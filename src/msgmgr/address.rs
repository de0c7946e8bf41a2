//! Mailbox addressing: the routing key for every endpoint in the fabric

use serde::{Deserialize, Serialize};
use std::cmp::Ordering;
use std::fmt;
use std::hash::{Hash, Hasher};
use std::net::SocketAddrV4;

/// Which transport a mailbox lives behind.
#[derive(Debug, Clone, Copy, PartialEq, Eq, PartialOrd, Ord, Hash, Serialize, Deserialize, Default)]
pub enum LocationType {
    /// In-process bounded queue
    Local,
    /// TCP stream endpoint on some host
    Distributed,
    /// Shared-memory queue between processes on one host
    LocalSharedMemory,
    /// UDP multicast or broadcast group
    Group,
    #[default]
    Unknown,
}

#[derive(Debug, Clone, Copy, PartialEq, Eq, Hash, Serialize, Deserialize, Default)]
pub enum MailboxType {
    Physical,
    #[default]
    Logical,
}

#[derive(Debug, Clone, Copy, PartialEq, Eq, Hash, Serialize, Deserialize, Default)]
pub enum RedundantRole {
    Active,
    Standby,
    #[default]
    None,
}

/// Routing key for a mailbox.
///
/// Identity (equality, ordering, hashing) is lexicographic over
/// (location type, mailbox name, endpoint, neid); the physical coordinates,
/// mailbox type and redundancy role are descriptive only. Within one
/// process a LOCAL mailbox and a remote mailbox must not share a name: the
/// lookup service registers a local-equivalent alias under every non-proxy
/// remote name.
#[derive(Debug, Clone, Serialize, Deserialize, Default)]
pub struct MailboxAddress {
    pub location_type: LocationType,
    pub mailbox_name: String,
    /// IPv4 endpoint; meaningful for Distributed and Group addresses
    pub endpoint: Option<SocketAddrV4>,
    /// Network element id
    pub neid: String,
    pub shelf_number: u32,
    pub slot_number: u32,
    pub mailbox_type: MailboxType,
    pub redundant_role: RedundantRole,
}

impl MailboxAddress {
    pub fn local(mailbox_name: &str) -> Self {
        Self {
            location_type: LocationType::Local,
            mailbox_name: mailbox_name.to_string(),
            ..Default::default()
        }
    }

    pub fn distributed(mailbox_name: &str, endpoint: SocketAddrV4) -> Self {
        Self {
            location_type: LocationType::Distributed,
            mailbox_name: mailbox_name.to_string(),
            endpoint: Some(endpoint),
            ..Default::default()
        }
    }

    pub fn group(mailbox_name: &str, endpoint: SocketAddrV4) -> Self {
        Self {
            location_type: LocationType::Group,
            mailbox_name: mailbox_name.to_string(),
            endpoint: Some(endpoint),
            ..Default::default()
        }
    }

    pub fn shared_memory(mailbox_name: &str) -> Self {
        Self {
            location_type: LocationType::LocalSharedMemory,
            mailbox_name: mailbox_name.to_string(),
            ..Default::default()
        }
    }

    pub fn with_neid(mut self, neid: &str) -> Self {
        self.neid = neid.to_string();
        self
    }

    pub fn with_physical_location(mut self, shelf: u32, slot: u32) -> Self {
        self.shelf_number = shelf;
        self.slot_number = slot;
        self.mailbox_type = MailboxType::Physical;
        self
    }

    pub fn with_redundant_role(mut self, role: RedundantRole) -> Self {
        self.redundant_role = role;
        self
    }

    /// The LOCAL alias the lookup service registers for a non-proxy remote
    /// mailbox, so same-process senders bypass serialization.
    pub fn local_equivalent(&self) -> Self {
        MailboxAddress::local(&self.mailbox_name)
    }

    pub fn is_remote(&self) -> bool {
        matches!(
            self.location_type,
            LocationType::Distributed | LocationType::LocalSharedMemory | LocationType::Group
        )
    }

    /// Wildcard match for discovery subscriptions: fields left at their
    /// defaults in `criteria` match anything; every non-default field must
    /// match exactly.
    pub fn matches(&self, criteria: &MailboxAddress) -> bool {
        if criteria.location_type != LocationType::Unknown
            && criteria.location_type != self.location_type
        {
            return false;
        }
        if !criteria.mailbox_name.is_empty() && criteria.mailbox_name != self.mailbox_name {
            return false;
        }
        if criteria.endpoint.is_some() && criteria.endpoint != self.endpoint {
            return false;
        }
        if !criteria.neid.is_empty() && criteria.neid != self.neid {
            return false;
        }
        if criteria.shelf_number != 0 && criteria.shelf_number != self.shelf_number {
            return false;
        }
        if criteria.slot_number != 0 && criteria.slot_number != self.slot_number {
            return false;
        }
        if criteria.redundant_role != RedundantRole::None
            && criteria.redundant_role != self.redundant_role
        {
            return false;
        }
        true
    }

    fn identity(&self) -> (LocationType, &str, Option<SocketAddrV4>, &str) {
        (
            self.location_type,
            self.mailbox_name.as_str(),
            self.endpoint,
            self.neid.as_str(),
        )
    }
}

impl PartialEq for MailboxAddress {
    fn eq(&self, other: &Self) -> bool {
        self.identity() == other.identity()
    }
}

impl Eq for MailboxAddress {}

impl PartialOrd for MailboxAddress {
    fn partial_cmp(&self, other: &Self) -> Option<Ordering> {
        Some(self.cmp(other))
    }
}

impl Ord for MailboxAddress {
    fn cmp(&self, other: &Self) -> Ordering {
        self.identity().cmp(&other.identity())
    }
}

impl Hash for MailboxAddress {
    fn hash<H: Hasher>(&self, state: &mut H) {
        self.identity().hash(state);
    }
}

impl fmt::Display for MailboxAddress {
    fn fmt(&self, f: &mut fmt::Formatter<'_>) -> fmt::Result {
        write!(f, "{:?}:{}", self.location_type, self.mailbox_name)?;
        if let Some(endpoint) = self.endpoint {
            write!(f, "@{endpoint}")?;
        }
        if !self.neid.is_empty() {
            write!(f, " neid={}", self.neid)?;
        }
        Ok(())
    }
}

#[cfg(test)]
mod tests {
    use super::*;
    use std::net::Ipv4Addr;

    fn endpoint(port: u16) -> SocketAddrV4 {
        SocketAddrV4::new(Ipv4Addr::LOCALHOST, port)
    }

    #[test]
    fn identity_ignores_descriptive_fields() {
        let a = MailboxAddress::distributed("alarm", endpoint(7777)).with_physical_location(1, 4);
        let b = MailboxAddress::distributed("alarm", endpoint(7777))
            .with_redundant_role(RedundantRole::Active);
        assert_eq!(a, b);

        let c = MailboxAddress::distributed("alarm", endpoint(7778));
        assert_ne!(a, c);
    }

    #[test]
    fn ordering_is_lexicographic() {
        let local = MailboxAddress::local("zeta");
        let dist = MailboxAddress::distributed("alpha", endpoint(1));
        // Location type dominates the name
        assert!(local < dist);

        let a = MailboxAddress::local("alpha");
        assert!(a < local);
    }

    #[test]
    fn local_equivalent_shares_only_the_name() {
        let remote = MailboxAddress::distributed("billing", endpoint(9000)).with_neid("ne-3");
        let alias = remote.local_equivalent();
        assert_eq!(alias.location_type, LocationType::Local);
        assert_eq!(alias.mailbox_name, "billing");
        assert!(alias.endpoint.is_none());
        assert!(alias.neid.is_empty());
    }

    #[test]
    fn default_criteria_matches_everything() {
        let criteria = MailboxAddress::default();
        let addr = MailboxAddress::group("events", endpoint(5000)).with_neid("ne-1");
        assert!(addr.matches(&criteria));
    }

    #[test]
    fn non_default_criteria_fields_must_match() {
        let addr = MailboxAddress::distributed("billing", endpoint(9000)).with_neid("ne-3");

        let mut criteria = MailboxAddress::default();
        criteria.neid = "ne-3".into();
        assert!(addr.matches(&criteria));

        criteria.neid = "ne-4".into();
        assert!(!addr.matches(&criteria));

        let mut by_name = MailboxAddress::default();
        by_name.mailbox_name = "billing".into();
        assert!(addr.matches(&by_name));
        by_name.location_type = LocationType::Group;
        assert!(!addr.matches(&by_name));
    }
}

· · · · · · ·

▶ **What to do**:
Write out only the lines from the very start of the entries above to the line that includes "only. Within one", both ends included, each one unchanged.

▶ **Answer to the exercise**:
filename src/msgmgr/address.rs
repository de0c7946e8bf41a2
//! Mailbox addressing: the routing key for every endpoint in the fabric

use serde::{Deserialize, Serialize};
use std::cmp::Ordering;
use std::fmt;
use std::hash::{Hash, Hasher};
use std::net::SocketAddrV4;

/// Which transport a mailbox lives behind.
#[derive(Debug, Clone, Copy, PartialEq, Eq, PartialOrd, Ord, Hash, Serialize, Deserialize, Default)]
pub enum LocationType {
    /// In-process bounded queue
    Local,
    /// TCP stream endpoint on some host
    Distributed,
    /// Shared-memory queue between processes on one host
    LocalSharedMemory,
    /// UDP multicast or broadcast group
    Group,
    #[default]
    Unknown,
}

#[derive(Debug, Clone, Copy, PartialEq, Eq, Hash, Serialize, Deserialize, Default)]
pub enum MailboxType {
    Physical,
    #[default]
    Logical,
}

#[derive(Debug, Clone, Copy, PartialEq, Eq, Hash, Serialize, Deserialize, Default)]
pub enum RedundantRole {
    Active,
    Standby,
    #[default]
    None,
}

/// Routing key for a mailbox.
///
/// Identity (equality, ordering, hashing) is lexicographic over
/// (location type, mailbox name, endpoint, neid); the physical coordinates,
/// mailbox type and redundancy role are descriptive only. Within one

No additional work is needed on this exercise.